PROBLEM DETAILS. Can you return the records below exactly as they stand, but only from the first line through the one with "pub fn is_empty(&self)"?
STUDY MATERIAL START
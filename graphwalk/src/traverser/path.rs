// Copyright (c) 2024-2025 DeepGraph Inc.
// SPDX-License-Identifier: Apache-2.0
//
//! Labeled traverser history
//!
//! A path is an append-only sequence of (object, label-set) pairs. Insertion
//! order is significant and never reordered; entries are only appended, or
//! selectively retracted by the match step's memory optimization.

use std::collections::BTreeSet;
use std::hash::{Hash, Hasher};

use serde::{Deserialize, Serialize};

use crate::structure::value::Value;

/// Which binding to take when a label occurs on several path entries.
#[derive(Debug, Clone, Copy, PartialEq, Eq, Serialize, Deserialize)]
pub enum Pop {
    First,
    Last,
    /// Every binding, as a list (a single binding stays unwrapped).
    All,
    /// Single binding unwrapped, multiple bindings as a list.
    Mixed,
}

#[derive(Debug, Clone, Default, PartialEq, Eq)]
pub struct Path {
    objects: Vec<Value>,
    labels: Vec<BTreeSet<String>>,
}

impl Path {
    pub fn new() -> Self {
        Self::default()
    }

    pub fn len(&self) -> usize {
        self.objects.len()
    }

    pub fn is_empty(&self) -> bool {
        self.objects.is_empty()
    }

    /// Append an object with an initially empty label set.
    pub fn extend(&mut self, object: Value) {
        self.objects.push(object);
        self.labels.push(BTreeSet::new());
    }

    /// Add a label to the most recent entry. A no-op on an empty path.
    pub fn add_label(&mut self, label: &str) {
        if let Some(last) = self.labels.last_mut() {
            last.insert(label.to_string());
        }
    }

    pub fn add_labels<I: IntoIterator<Item = String>>(&mut self, labels: I) {
        if let Some(last) = self.labels.last_mut() {
            last.extend(labels);
        }
    }

    pub fn head(&self) -> Option<&Value> {
        self.objects.last()
    }

    pub fn objects(&self) -> &[Value] {
        &self.objects
    }

    pub fn label_sets(&self) -> &[BTreeSet<String>] {
        &self.labels
    }

    pub fn has_label(&self, label: &str) -> bool {
        self.labels.iter().any(|set| set.contains(label))
    }

    /// Resolve a label to its bound object(s) per the `Pop` rule.
    pub fn get(&self, pop: Pop, label: &str) -> Option<Value> {
        let mut found: Vec<&Value> = Vec::new();
        for (object, labels) in self.objects.iter().zip(self.labels.iter()) {
            if labels.contains(label) {
                found.push(object);
            }
        }
        match pop {
            Pop::First => found.first().map(|v| (*v).clone()),
            Pop::Last => found.last().map(|v| (*v).clone()),
            Pop::All => {
                if found.is_empty() {
                    None
                } else {
                    Some(Value::List(found.into_iter().cloned().collect()))
                }
            }
            Pop::Mixed => match found.len() {
                0 => None,
                1 => Some(found[0].clone()),
                _ => Some(Value::List(found.into_iter().cloned().collect())),
            },
        }
    }

    /// Drop every label not in `keep`, then drop entries whose label set
    /// became empty (except the head, which is the current position). This
    /// is the match step's memory bound; callers must never retract a label
    /// that is still referenced.
    pub fn retract(&mut self, keep: &BTreeSet<String>) {
        for set in &mut self.labels {
            set.retain(|l| keep.contains(l));
        }
        let head_index = self.objects.len().saturating_sub(1);
        let mut index = 0;
        let mut kept_objects = Vec::with_capacity(self.objects.len());
        let mut kept_labels = Vec::with_capacity(self.labels.len());
        for (object, labels) in self.objects.drain(..).zip(self.labels.drain(..)) {
            if index == head_index || !labels.is_empty() {
                kept_objects.push(object);
                kept_labels.push(labels);
            }
            index += 1;
        }
        self.objects = kept_objects;
        self.labels = kept_labels;
    }

    /// True when no object occurs twice (cyclic check for simplePath).
    pub fn is_simple(&self) -> bool {
        for i in 0..self.objects.len() {
            for j in (i + 1)..self.objects.len() {
                if self.objects[i] == self.objects[j] {
                    return false;
                }
            }
        }
        true
    }
}

impl Hash for Path {
    fn hash<H: Hasher>(&self, state: &mut H) {
        for (object, labels) in self.objects.iter().zip(self.labels.iter()) {
            object.hash(state);
            for label in labels {
                label.hash(state);
            }
        }
    }
}

#[cfg(test)]
mod tests {
    use super::*;

    fn labeled(entries: &[(i64, &[&str])]) -> Path {
        let mut path = Path::new();
        for (value, labels) in entries {
            path.extend(Value::Int(*value));
            for label in *labels {
                path.add_label(label);
            }
        }
        path
    }

    #[test]
    fn pop_addressing() {
        let path = labeled(&[(1, &["a"]), (2, &["a", "b"]), (3, &[])]);
        assert_eq!(path.get(Pop::First, "a"), Some(Value::Int(1)));
        assert_eq!(path.get(Pop::Last, "a"), Some(Value::Int(2)));
        assert_eq!(
            path.get(Pop::All, "a"),
            Some(Value::List(vec![Value::Int(1), Value::Int(2)]))
        );
        assert_eq!(path.get(Pop::Mixed, "b"), Some(Value::Int(2)));
        assert_eq!(path.get(Pop::Last, "missing"), None);
    }

    #[test]
    fn retraction_keeps_head_and_kept_labels() {
        let mut path = labeled(&[(1, &["a"]), (2, &["b"]), (3, &[])]);
        let keep: BTreeSet<String> = ["b".to_string()].into_iter().collect();
        path.retract(&keep);
        assert_eq!(path.len(), 2);
        assert!(path.has_label("b"));
        assert!(!path.has_label("a"));
        assert_eq!(path.head(), Some(&Value::Int(3)));
    }

    #[test]
    fn simplicity() {
        assert!(labeled(&[(1, &[]), (2, &[])]).is_simple());
        assert!(!labeled(&[(1, &[]), (2, &[]), (1, &[])]).is_simple());
    }
}
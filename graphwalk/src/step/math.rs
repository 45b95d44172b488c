// Copyright (c) 2024-2025 DeepGraph Inc.
// SPDX-License-Identifier: Apache-2.0
//
//! The `math()` step
//!
//! Expressions are parsed once at construction into a small AST and then
//! evaluated per traverser. Variables bind to step labels, side-effect keys
//! or map keys; the reserved variable `_` binds to the incoming value.
//! `by()` modulators apply to the variables in first-appearance order.

use std::collections::{HashMap, HashSet, VecDeque};

use nom::branch::alt;
use nom::bytes::complete::tag;
use nom::character::complete::{alpha1, alphanumeric1, char as pchar, multispace0};
use nom::combinator::{all_consuming, map, recognize};
use nom::multi::many0;
use nom::number::complete::double;
use nom::sequence::{delimited, pair, preceded};
use nom::IResult;
use once_cell::sync::Lazy;

use crate::step::filter::resolve_binding;
use crate::step::{pull_start, step_common, ByMod, Requirements, Step, StepMeta, StepOut};
use crate::step::TraversalRing;
use crate::structure::value::Value;
use crate::traversal::{TraversalContext, TraversalError};
use crate::traverser::Traverser;

static FUNCTIONS: Lazy<HashSet<&'static str>> = Lazy::new(|| {
    [
        "abs", "acos", "asin", "atan", "cbrt", "ceil", "cos", "cosh", "exp", "floor", "log",
        "log10", "log2", "signum", "sin", "sinh", "sqrt", "tan", "tanh",
    ]
    .into_iter()
    .collect()
});

#[derive(Debug, Clone, Copy, PartialEq, Eq)]
enum BinOp {
    Add,
    Sub,
    Mul,
    Div,
    Mod,
    Pow,
}

#[derive(Debug, Clone)]
enum Expr {
    Number(f64),
    Variable(String),
    Neg(Box<Expr>),
    Binary(BinOp, Box<Expr>, Box<Expr>),
    Call(&'static str, Box<Expr>),
}

impl Expr {
    fn eval(&self, bindings: &HashMap<String, f64>) -> f64 {
        match self {
            Expr::Number(n) => *n,
            // Unknown variables are caught at bind time, before eval runs.
            Expr::Variable(name) => bindings.get(name).copied().unwrap_or(f64::NAN),
            Expr::Neg(inner) => -inner.eval(bindings),
            Expr::Binary(op, lhs, rhs) => {
                let (a, b) = (lhs.eval(bindings), rhs.eval(bindings));
                match op {
                    BinOp::Add => a + b,
                    BinOp::Sub => a - b,
                    BinOp::Mul => a * b,
                    BinOp::Div => a / b,
                    BinOp::Mod => a % b,
                    BinOp::Pow => a.powf(b),
                }
            }
            Expr::Call(func, arg) => {
                let x = arg.eval(bindings);
                match *func {
                    "abs" => x.abs(),
                    "acos" => x.acos(),
                    "asin" => x.asin(),
                    "atan" => x.atan(),
                    "cbrt" => x.cbrt(),
                    "ceil" => x.ceil(),
                    "cos" => x.cos(),
                    "cosh" => x.cosh(),
                    "exp" => x.exp(),
                    "floor" => x.floor(),
                    "log" => x.ln(),
                    "log10" => x.log10(),
                    "log2" => x.log2(),
                    "signum" => x.signum(),
                    "sin" => x.sin(),
                    "sinh" => x.sinh(),
                    "sqrt" => x.sqrt(),
                    "tan" => x.tan(),
                    "tanh" => x.tanh(),
                    _ => f64::NAN,
                }
            }
        }
    }

    /// Variable names in first-appearance (left to right) order.
    fn variables(&self, out: &mut Vec<String>) {
        match self {
            Expr::Number(_) => {}
            Expr::Variable(name) => {
                if !out.iter().any(|v| v == name) {
                    out.push(name.clone());
                }
            }
            Expr::Neg(inner) | Expr::Call(_, inner) => inner.variables(out),
            Expr::Binary(_, lhs, rhs) => {
                lhs.variables(out);
                rhs.variables(out);
            }
        }
    }
}

fn ws<'a, F, O>(inner: F) -> impl FnMut(&'a str) -> IResult<&'a str, O>
where
    F: FnMut(&'a str) -> IResult<&'a str, O>,
{
    delimited(multispace0, inner, multispace0)
}

fn identifier(input: &str) -> IResult<&str, &str> {
    recognize(pair(
        alt((alpha1, tag("_"))),
        many0(alt((alphanumeric1, tag("_")))),
    ))(input)
}

fn atom(input: &str) -> IResult<&str, Expr> {
    alt((
        map(ws(double), Expr::Number),
        |input| {
            let (rest, name) = ws(identifier)(input)?;
            if let Some(&func) = FUNCTIONS.get(name) {
                let (rest, arg) =
                    delimited(ws(pchar('(')), additive, ws(pchar(')')))(rest)?;
                return Ok((rest, Expr::Call(func, Box::new(arg))));
            }
            Ok((rest, Expr::Variable(name.to_string())))
        },
        delimited(ws(pchar('(')), additive, ws(pchar(')'))),
    ))(input)
}

fn unary(input: &str) -> IResult<&str, Expr> {
    alt((
        map(preceded(ws(pchar('-')), unary), |e| Expr::Neg(Box::new(e))),
        atom,
    ))(input)
}

// Right-associative: 2^3^2 is 2^(3^2).
fn power(input: &str) -> IResult<&str, Expr> {
    let (rest, base) = unary(input)?;
    match preceded(ws(pchar('^')), power)(rest) {
        Ok((rest, exponent)) => Ok((
            rest,
            Expr::Binary(BinOp::Pow, Box::new(base), Box::new(exponent)),
        )),
        Err(_) => Ok((rest, base)),
    }
}

fn multiplicative(input: &str) -> IResult<&str, Expr> {
    let (mut rest, mut lhs) = power(input)?;
    loop {
        let op = alt((
            map(ws(pchar('*')), |_| BinOp::Mul),
            map(ws(pchar('/')), |_| BinOp::Div),
            map(ws(pchar('%')), |_| BinOp::Mod),
        ))(rest);
        match op {
            Ok((after, op)) => {
                let (after, rhs) = power(after)?;
                lhs = Expr::Binary(op, Box::new(lhs), Box::new(rhs));
                rest = after;
            }
            Err(_) => return Ok((rest, lhs)),
        }
    }
}

fn additive(input: &str) -> IResult<&str, Expr> {
    let (mut rest, mut lhs) = multiplicative(input)?;
    loop {
        let op = alt((
            map(ws(pchar('+')), |_| BinOp::Add),
            map(ws(pchar('-')), |_| BinOp::Sub),
        ))(rest);
        match op {
            Ok((after, op)) => {
                let (after, rhs) = multiplicative(after)?;
                lhs = Expr::Binary(op, Box::new(lhs), Box::new(rhs));
                rest = after;
            }
            Err(_) => return Ok((rest, lhs)),
        }
    }
}

fn parse_expression(input: &str) -> Result<Expr, TraversalError> {
    all_consuming(additive)(input)
        .map(|(_, expr)| expr)
        .map_err(|err| {
            TraversalError::IllegalConstruction(format!(
                "cannot parse math expression '{}': {}",
                input, err
            ))
        })
}

#[derive(Debug, Clone)]
pub struct MathStep {
    meta: StepMeta,
    starts: VecDeque<Traverser>,
    expression: String,
    ast: Expr,
    variables: Vec<String>,
    ring: TraversalRing,
}

impl MathStep {
    pub fn new(expression: &str) -> Result<Self, TraversalError> {
        let ast = parse_expression(expression)?;
        let mut variables = Vec::new();
        ast.variables(&mut variables);
        Ok(Self {
            meta: StepMeta::default(),
            starts: VecDeque::new(),
            expression: expression.to_string(),
            ast,
            variables,
            ring: TraversalRing::default(),
        })
    }

    /// Bind all variables for one traverser. `Ok(None)` means a `by()`
    /// projection was unproductive and the traverser is filtered;
    /// unresolvable variables and non-numeric bindings are fatal.
    fn bind(
        &mut self,
        ctx: &TraversalContext,
        traverser: &Traverser,
    ) -> Result<Option<HashMap<String, f64>>, TraversalError> {
        let mut bindings = HashMap::with_capacity(self.variables.len());
        for variable in &self.variables {
            let by = self.ring.next();
            let subject = if variable == "_" {
                traverser.fork()
            } else {
                match resolve_binding(ctx, traverser, variable) {
                    Some(bound) => traverser.split(bound, false),
                    None => {
                        return Err(TraversalError::VariableResolution {
                            variable: variable.clone(),
                            found: "no binding".to_string(),
                        })
                    }
                }
            };
            let Some(projected) = by.apply(ctx, &subject)? else {
                self.ring.rewind();
                return Ok(None);
            };
            let Some(number) = projected.as_f64() else {
                return Err(TraversalError::VariableResolution {
                    variable: variable.clone(),
                    found: projected.kind_name().to_string(),
                });
            };
            bindings.insert(variable.clone(), number);
        }
        self.ring.rewind();
        Ok(Some(bindings))
    }
}

impl Step for MathStep {
    step_common!("math");

    fn add_start(&mut self, traverser: Traverser) {
        self.starts.push_back(traverser);
    }

    fn pull(
        &mut self,
        ctx: &TraversalContext,
        upstream_done: bool,
    ) -> Result<StepOut, TraversalError> {
        loop {
            let traverser = pull_start!(self, upstream_done);
            let Some(bindings) = self.bind(ctx, &traverser)? else {
                continue;
            };
            let result = self.ast.eval(&bindings);
            log::debug!("math '{}' evaluated to {}", self.expression, result);
            return Ok(StepOut::Emit(
                traverser.split(Value::Float(result), ctx.path_tracking),
            ));
        }
    }

    fn reset(&mut self) {
        self.starts.clear();
        self.ring.rewind();
    }

    fn requirements(&self) -> Requirements {
        let base = if self.variables.iter().any(|v| v != "_") {
            Requirements { labeled_path: true, path: true, ..Requirements::default() }
        } else {
            Requirements::default()
        };
        base.union(self.ring.requirements())
    }

    fn modulate_by(&mut self, by: ByMod) -> Result<(), TraversalError> {
        self.ring.add(by);
        Ok(())
    }
}

#[cfg(test)]
mod tests {
    use super::*;

    fn eval(expression: &str, vars: &[(&str, f64)]) -> f64 {
        let ast = parse_expression(expression).unwrap();
        let bindings = vars.iter().map(|(k, v)| (k.to_string(), *v)).collect();
        ast.eval(&bindings)
    }

    #[test]
    fn precedence_and_associativity() {
        assert_eq!(eval("1 + 2 * 3", &[]), 7.0);
        assert_eq!(eval("(1 + 2) * 3", &[]), 9.0);
        assert_eq!(eval("2 ^ 3 ^ 2", &[]), 512.0);
        assert_eq!(eval("-2 ^ 2", &[]), 4.0);
        assert_eq!(eval("10 % 3", &[]), 1.0);
    }

    #[test]
    fn functions_are_not_variables() {
        let ast = parse_expression("sqrt(a) + cos(0)").unwrap();
        let mut vars = Vec::new();
        ast.variables(&mut vars);
        assert_eq!(vars, vec!["a".to_string()]);
        assert_eq!(eval("sqrt(a) + cos(0)", &[("a", 9.0)]), 4.0);
    }

    #[test]
    fn variables_in_first_appearance_order() {
        let ast = parse_expression("b + a * b - _").unwrap();
        let mut vars = Vec::new();
        ast.variables(&mut vars);
        assert_eq!(vars, vec!["b".to_string(), "a".to_string(), "_".to_string()]);
    }

    #[test]
    fn rejects_malformed_expressions() {
        assert!(parse_expression("1 +").is_err());
        assert!(parse_expression("sqrt(").is_err());
        assert!(parse_expression("a b").is_err());
    }
}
STUDY MATERIAL END
COMPLETED TASK.
filename graphwalk/src/traverser/path.rs
// Copyright (c) 2024-2025 DeepGraph Inc.
// SPDX-License-Identifier: Apache-2.0
//
//! Labeled traverser history
//!
//! A path is an append-only sequence of (object, label-set) pairs. Insertion
//! order is significant and never reordered; entries are only appended, or
//! selectively retracted by the match step's memory optimization.

use std::collections::BTreeSet;
use std::hash::{Hash, Hasher};

use serde::{Deserialize, Serialize};

use crate::structure::value::Value;

/// Which binding to take when a label occurs on several path entries.
#[derive(Debug, Clone, Copy, PartialEq, Eq, Serialize, Deserialize)]
pub enum Pop {
    First,
    Last,
    /// Every binding, as a list (a single binding stays unwrapped).
    All,
    /// Single binding unwrapped, multiple bindings as a list.
    Mixed,
}

#[derive(Debug, Clone, Default, PartialEq, Eq)]
pub struct Path {
    objects: Vec<Value>,
    labels: Vec<BTreeSet<String>>,
}

impl Path {
    pub fn new() -> Self {
        Self::default()
    }

    pub fn len(&self) -> usize {
        self.objects.len()
    }

    pub fn is_empty(&self) -> bool {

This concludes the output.